VoloRota a roster of the willing GitHub

Open source · Self-hosted · AGPL-3.0

Volunteer scheduling your church can own.

Auto-fill a fair rotation around blockout dates — then volunteers accept, decline, or arrange their own replacement from an emailed link. No volunteer accounts, no passwords, no monthly fee.

one container · one SQLite file · ~18 MB · zero third-party requests

Why you might find it useful

01

Volunteers never make accounts

Every action — accept, decline, pick a replacement, set blockout dates, subscribe a calendar feed — happens through a private emailed link.
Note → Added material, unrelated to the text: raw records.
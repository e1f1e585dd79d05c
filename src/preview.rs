//! Standalone HTML page around the operation's preview fragment.
//!
//! [`ResizeImage::present`](crate::operation::ResizeImage::present) returns a
//! bare `<img>` tag meant to be dropped into a host UI. The CLI has no host
//! UI, so this wraps the fragment in a minimal document that opens directly
//! in a browser.

use crate::imaging::Dimensions;
use maud::{DOCTYPE, Markup, PreEscaped, html};

const CSS: &str = "body { margin: 2rem; font-family: system-ui, sans-serif; background: #fafafa; color: #111; }
figure { margin: 0; }
figcaption { margin-top: 0.75rem; color: #666; font-size: 0.9rem; }
img { max-width: 100%; height: auto; box-shadow: 0 1px 4px rgba(0, 0, 0, 0.15); }";

/// Details shown under the image.
#[derive(Debug, Clone)]
pub struct PreviewCaption {
    pub file_name: String,
    /// `None` when the engine cannot read the format.
    pub dimensions: Option<Dimensions>,
    pub byte_len: usize,
}

/// Renders the base HTML document structure
fn base_document(title: &str, content: Markup) -> Markup {
    html! {
        (DOCTYPE)
        html lang="en" {
            head {
                meta charset="UTF-8";
                meta name="viewport" content="width=device-width, initial-scale=1.0";
                title { (title) }
                style { (PreEscaped(CSS)) }
            }
            body {
                (content)
            }
        }
    }
}

/// Wrap an `<img>` fragment produced by `present` into a full page.
///
/// The fragment is trusted markup: it is built from a sniffed MIME type and
/// base64 text, neither of which can contain markup characters.
pub fn render_preview_page(img_fragment: &str, caption: &PreviewCaption) -> String {
    let content = html! {
        figure {
            (PreEscaped(img_fragment))
            figcaption {
                (caption.file_name)
                @if let Some(d) = caption.dimensions {
                    " · " (d.width) "×" (d.height)
                }
                " (" (crate::output::format_size(caption.byte_len)) ")"
            }
        }
    };
    base_document(&caption.file_name, content).into_string()
}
Zero onboarding for the nursery team.

02

Fair, explainable auto-fill

Least-recently-served goes first, role qualifications are respected — your keys player is never scheduled on vocals — and nobody is double-booked across teams. The same data always produces the same schedule.

03

Your data, your box

One Docker container, one SQLite file, about 18 MB of memory. No telemetry, no third-party requests, no vendor. AGPL-3.0 keeps it that way.

04

Both ways churches schedule

Individual rotation for nursery and sound; whole-crew rotation for worship teams — “Crew B has the 2nd Sunday” — with blockouts honored in both.

Poke the demo — you can’t break it

A fictional congregation that resets every hour. Open a volunteer link on your phone — that’s the part worth seeing.

Admin console

url     demo.volorota.org
password volorota-demo

Open the admin demo matrix view, auto-fill, role qualifications

Try the matrix view, run auto-fill on an open Sunday, and check the Worship team’s role qualifications — Emily only plays keys, so auto-fill never offers her a vocals slot.

Run it yourself

A 1 GB VPS is plenty. The timed walkthrough from clean box to published schedule runs about ten minutes.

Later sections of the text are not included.